When diagnosing ADHD, medical health professionals are looking for 5-6+ different symptoms that fall into either category. Impulsivity and hyperactivity are often grouped. In fact, there are three different types of ADHD, one of which combining hyperactivity and impulsivity.

The first type is known as the predominantly inattentive type (ADHD-PI), the second type is the predominantly hyperactive/impulsive type (ADHD-HI), and the third type is the combined type (ADHD-C). The combined type is reserved for individuals experiencing symptoms in all categories.

That’s not the only thing doctors look for when diagnosing ADHD. They also need to confirm that several symptoms were present before the age of 12, that the symptoms are present in multiple settings (school, work, home), that the symptoms interfere with the individual’s ability to lead a normal life, and that the symptoms aren’t a result of another mental health disorder, such as schizophrenia.

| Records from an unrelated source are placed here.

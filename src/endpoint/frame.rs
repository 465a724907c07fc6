// Copyright (c) 2025-2026 naskel.com
// SPDX-License-Identifier: Apache-2.0 OR MIT

//! Length-prefix TCP framing.
//!
//! Adapted from this codebase's usual incremental frame codec shape (an
//! explicit read-state enum driven by repeated non-blocking reads), but with
//! a drain-and-discard policy for oversized frames instead of treating them
//! as a connection-fatal error: the declared length is read, that many bytes
//! are consumed and thrown away, and the connection stays open for the next
//! frame.

use crate::error::{Error, Result};
use std::io::{self, Read};

const LENGTH_PREFIX_SIZE: usize = 4;

#[derive(Debug, Clone, Copy)]
enum ReadState {
    Length { bytes_read: usize },
    Body { expected_len: usize, bytes_read: usize },
    Draining { remaining: usize },
}

/// Incremental TCP frame reader bound to one connection's lifetime.
pub struct FrameReader {
    state: ReadState,
    header_buf: [u8; LENGTH_PREFIX_SIZE],
    body_buf: Vec<u8>,
    scratch: [u8; 4096],
    max_len: usize,
}

impl FrameReader {
    pub fn new(max_len: usize) -> Self {
        Self {
            state: ReadState::Length { bytes_read: 0 },
            header_buf: [0u8; LENGTH_PREFIX_SIZE],
            body_buf: Vec::new(),
            scratch: [0u8; 4096],
            max_len,
        }
    }

    pub fn reset(&mut self) {
        self.state = ReadState::Length { bytes_read: 0 };
    }

    /// Pull as many complete frames as are currently available without
    /// blocking. Returns one frame per call; call again (while the socket is
    /// still readable) to drain further frames already buffered by the OS.
    ///
    /// `Ok(None)` means "no complete frame right now". Finishing a drain of
    /// an oversized frame does not return `Ok(None)` by itself: the loop
    /// moves straight on to the next frame's length header, so a
    /// well-formed message already buffered behind an oversized one in the
    /// same read is not left stranded until the next readiness event.
    pub fn try_read_frame<R: Read>(&mut self, reader: &mut R) -> Result<Option<Vec<u8>>> {
        loop {
            match self.state {
                ReadState::Length { bytes_read } => {
                    match reader.read(&mut self.header_buf[bytes_read..LENGTH_PREFIX_SIZE]) {
                        Ok(0) => return Err(Error::Io(eof("connection closed"))),
                        Ok(n) => {
                            let total = bytes_read + n;
                            if total < LENGTH_PREFIX_SIZE {
                                self.state = ReadState::Length { bytes_read: total };
                                continue;
                            }
                            let len = u32::from_be_bytes(self.header_buf) as usize;
                            self.state = if len > self.max_len {
                                ReadState::Draining { remaining: len }
                            } else {
                                self.body_buf.resize(len, 0);
                                ReadState::Body {
                                    expected_len: len,
                                    bytes_read: 0,
                                }
                            };
                        }
                        Err(e) if would_block_or_retry(&e) => {
                            self.state = ReadState::Length { bytes_read };
                            return Ok(None);
                        }
                        Err(e) => return Err(Error::Io(e)),
                    }
                }
                ReadState::Body {
                    expected_len,
                    bytes_read,
                } => {
                    match reader.read(&mut self.body_buf[bytes_read..expected_len]) {
                        Ok(0) => return Err(Error::Io(eof("connection closed mid-frame"))),
                        Ok(n) => {
                            let total = bytes_read + n;
                            if total < expected_len {
                                self.state = ReadState::Body {
                                    expected_len,
                                    bytes_read: total,
                                };
                                continue;
                            }
                            self.state = ReadState::Length { bytes_read: 0 };
                            return Ok(Some(std::mem::take(&mut self.body_buf)));
                        }
                        Err(e) if would_block_or_retry(&e) => {
                            self.state = ReadState::Body {
                                expected_len,
                                bytes_read,
                            };
                            return Ok(None);
                        }
                        Err(e) => return Err(Error::Io(e)),
                    }
                }
                ReadState::Draining { remaining } => {
                    let take = remaining.min(self.scratch.len());
                    match reader.read(&mut self.scratch[..take]) {
                        Ok(0) => return Err(Error::Io(eof("connection closed while draining"))),
                        Ok(n) => {
                            let left = remaining - n;
                            if left == 0 {
                                self.state = ReadState::Length { bytes_read: 0 };
                                continue;
                            }
                            self.state = ReadState::Draining { remaining: left };
                        }
                        Err(e) if would_block_or_retry(&e) => {
                            self.state = ReadState::Draining { remaining };
                            return Ok(None);
                        }
                        Err(e) => return Err(Error::Io(e)),
                    }
                }
            }
        }
    }
}

fn would_block_or_retry(e: &io::Error) -> bool {
    matches!(
        e.kind(),
        io::ErrorKind::WouldBlock | io::ErrorKind::Interrupted
    )
}

fn eof(msg: &str) -> io::Error {
    io::Error::new(io::ErrorKind::UnexpectedEof, msg)
}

OCD, also known as obsessive-compulsive disorder, is a mental health disorder that affects nearly 1 in 40 adults (2.3% of the population) and 1 in 100 children. Much like ADHD, researchers have yet to find a cure for OCD, but there are various ways to treat it.

As far as the symptoms are concerned, individuals with obsessive-compulsive disorder have one of two major symptoms -- obsessions and compulsions. It’s a disorder that affects how someone thinks, feels, acts, behaves, and ultimately lives.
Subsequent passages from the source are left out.